Task requirements:
Please print the data shown below without any alteration.

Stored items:

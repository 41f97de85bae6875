// Settings loaded from ~/.config/liftboard/config.toml (or an explicit path)

use std::fmt;
use std::fs;
use std::path::{Path, PathBuf};

use serde::{Deserialize, Serialize};

use liftboard_io::TextEncoding;
use liftboard_records::{DivisionGrouping, SearchMode};

#[derive(Debug)]
pub enum ConfigError {
    /// Config file could not be read.
    Read { path: String, message: String },
    /// TOML syntax error or a value of the wrong shape.
    Parse { path: String, message: String },
}

impl fmt::Display for ConfigError {
    fn fmt(&self, f: &mut fmt::Formatter<'_>) -> fmt::Result {
        match self {
            Self::Read { path, message } => write!(f, "cannot read config {path}: {message}"),
            Self::Parse { path, message } => write!(f, "invalid config {path}: {message}"),
        }
    }
}

impl std::error::Error for ConfigError {}

/// Where the records come from.
#[derive(Debug, Clone, Default, PartialEq, Serialize, Deserialize)]
#[serde(default, deny_unknown_fields)]
pub struct DataSettings {
    /// Records CSV used when no path is given on the command line.
    pub csv: Option<PathBuf>,
    /// Optional branding image for HTML output.
    pub logo: Option<PathBuf>,
    pub encoding: TextEncoding,
}

#[derive(Debug, Clone, Default, PartialEq, Serialize, Deserialize)]
#[serde(default, deny_unknown_fields)]
pub struct QuerySettings {
    pub division_grouping: DivisionGrouping,
    pub search_mode: SearchMode,
}

#[derive(Debug, Clone, PartialEq, Serialize, Deserialize)]
#[serde(default, deny_unknown_fields)]
pub struct DisplaySettings {
    pub title: String,
    /// Show a prompt instead of results until at least one filter is chosen.
    pub require_filter: bool,
}

impl Default for DisplaySettings {
    fn default() -> Self {
        Self {
            title: "WRPF UK Records Database".to_string(),
            require_filter: true,
        }
    }
}

#[derive(Debug, Clone, Default, PartialEq, Serialize, Deserialize)]
#[serde(default, deny_unknown_fields)]
pub struct Settings {
    pub data: DataSettings,
    pub query: QuerySettings,
    pub display: DisplaySettings,
}

impl Settings {
    /// Default settings file path
    pub fn default_path() -> PathBuf {
        dirs::config_dir()
            .unwrap_or_else(|| PathBuf::from("."))
            .join("liftboard")
            .join("config.toml")
    }

    pub fn from_toml(input: &str) -> Result<Self, ConfigError> {
        toml::from_str(input).map_err(|e| ConfigError::Parse {
            path: "<inline>".to_string(),
            message: e.to_string(),
        })
    }

    /// Load a specific file. Relative data paths resolve against its directory.
    pub fn load_from(path: &Path) -> Result<Self, ConfigError> {
        let contents = fs::read_to_string(path).map_err(|e| ConfigError::Read {
            path: path.display().to_string(),
            message: e.to_string(),
        })?;
        let mut settings: Settings = toml::from_str(&contents).map_err(|e| ConfigError::Parse {
            path: path.display().to_string(),
            message: e.to_string(),
        })?;
        if let Some(base) = path.parent() {
            settings.resolve_paths(base);
        }
        Ok(settings)
    }

    /// Load `explicit` if given (it must exist), else the default file if it
    /// exists, else built-in defaults.
    pub fn load(explicit: Option<&Path>) -> Result<Self, ConfigError> {
        match explicit {
            Some(path) => Self::load_from(path),
            None => {
                let path = Self::default_path();
                if path.exists() {
                    Self::load_from(&path)
                } else {
                    Ok(Self::default())
                }
            }
        }
    }

    fn resolve_paths(&mut self, base: &Path) {
        for path in [&mut self.data.csv, &mut self.data.logo].into_iter().flatten() {
            if path.is_relative() {
                *path = base.join(&*path);
            }
        }
    }
}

Task solution:
repository 41f97de85bae6875
// Settings loaded from ~/.config/liftboard/config.toml (or an explicit path)

use std::fmt;
use std::fs;
use std::path::{Path, PathBuf};

use serde::{Deserialize, Serialize};

use liftboard_io::TextEncoding;
use liftboard_records::{DivisionGrouping, SearchMode};

#[derive(Debug)]
pub enum ConfigError {
    /// Config file could not be read.
    Read { path: String, message: String },
    /// TOML syntax error or a value of the wrong shape.
    Parse { path: String, message: String },
}

impl fmt::Display for ConfigError {
    fn fmt(&self, f: &mut fmt::Formatter<'_>) -> fmt::Result {
        match self {
            Self::Read { path, message } => write!(f, "cannot read config {path}: {message}"),
            Self::Parse { path, message } => write!(f, "invalid config {path}: {message}"),
        }
    }
}

impl std::error::Error for ConfigError {}

/// Where the records come from.
#[derive(Debug, Clone, Default, PartialEq, Serialize, Deserialize)]
#[serde(default, deny_unknown_fields)]
pub struct DataSettings {
    /// Records CSV used when no path is given on the command line.
    pub csv: Option<PathBuf>,
    /// Optional branding image for HTML output.
    pub logo: Option<PathBuf>,
    pub encoding: TextEncoding,
}

#[derive(Debug, Clone, Default, PartialEq, Serialize, Deserialize)]
#[serde(default, deny_unknown_fields)]
pub struct QuerySettings {
    pub division_grouping: DivisionGrouping,
    pub search_mode: SearchMode,
}

#[derive(Debug, Clone, PartialEq, Serialize, Deserialize)]
#[serde(default, deny_unknown_fields)]
pub struct DisplaySettings {
    pub title: String,
    /// Show a prompt instead of results until at least one filter is chosen.
    pub require_filter: bool,
}

impl Default for DisplaySettings {
    fn default() -> Self {
        Self {
            title: "WRPF UK Records Database".to_string(),
            require_filter: true,
        }
    }
}

#[derive(Debug, Clone, Default, PartialEq, Serialize, Deserialize)]
#[serde(default, deny_unknown_fields)]
pub struct Settings {
    pub data: DataSettings,
    pub query: QuerySettings,
    pub display: DisplaySettings,
}

impl Settings {
    /// Default settings file path
    pub fn default_path() -> PathBuf {
        dirs::config_dir()
            .unwrap_or_else(|| PathBuf::from("."))
            .join("liftboard")
            .join("config.toml")
    }

    pub fn from_toml(input: &str) -> Result<Self, ConfigError> {
        toml::from_str(input).map_err(|e| ConfigError::Parse {
            path: "<inline>".to_string(),
            message: e.to_string(),
        })
    }

    /// Load a specific file. Relative data paths resolve against its directory.
    pub fn load_from(path: &Path) -> Result<Self, ConfigError> {
        let contents = fs::read_to_string(path).map_err(|e| ConfigError::Read {
            path: path.display().to_string(),
            message: e.to_string(),
        })?;
        let mut settings: Settings = toml::from_str(&contents).map_err(|e| ConfigError::Parse {
            path: path.display().to_string(),
            message: e.to_string(),
        })?;
        if let Some(base) = path.parent() {
            settings.resolve_paths(base);
        }
        Ok(settings)
    }

    /// Load `explicit` if given (it must exist), else the default file if it
    /// exists, else built-in defaults.
    pub fn load(explicit: Option<&Path>) -> Result<Self, ConfigError> {
        match explicit {
            Some(path) => Self::load_from(path),
            None => {
                let path = Self::default_path();
                if path.exists() {
                    Self::load_from(&path)
                } else {
                    Ok(Self::default())
                }
            }
        }
    }

    fn resolve_paths(&mut self, base: &Path) {
        for path in [&mut self.data.csv, &mut self.data.logo].into_iter().flatten() {
            if path.is_relative() {
                *path = base.join(&*path);
            }
        }
    }
}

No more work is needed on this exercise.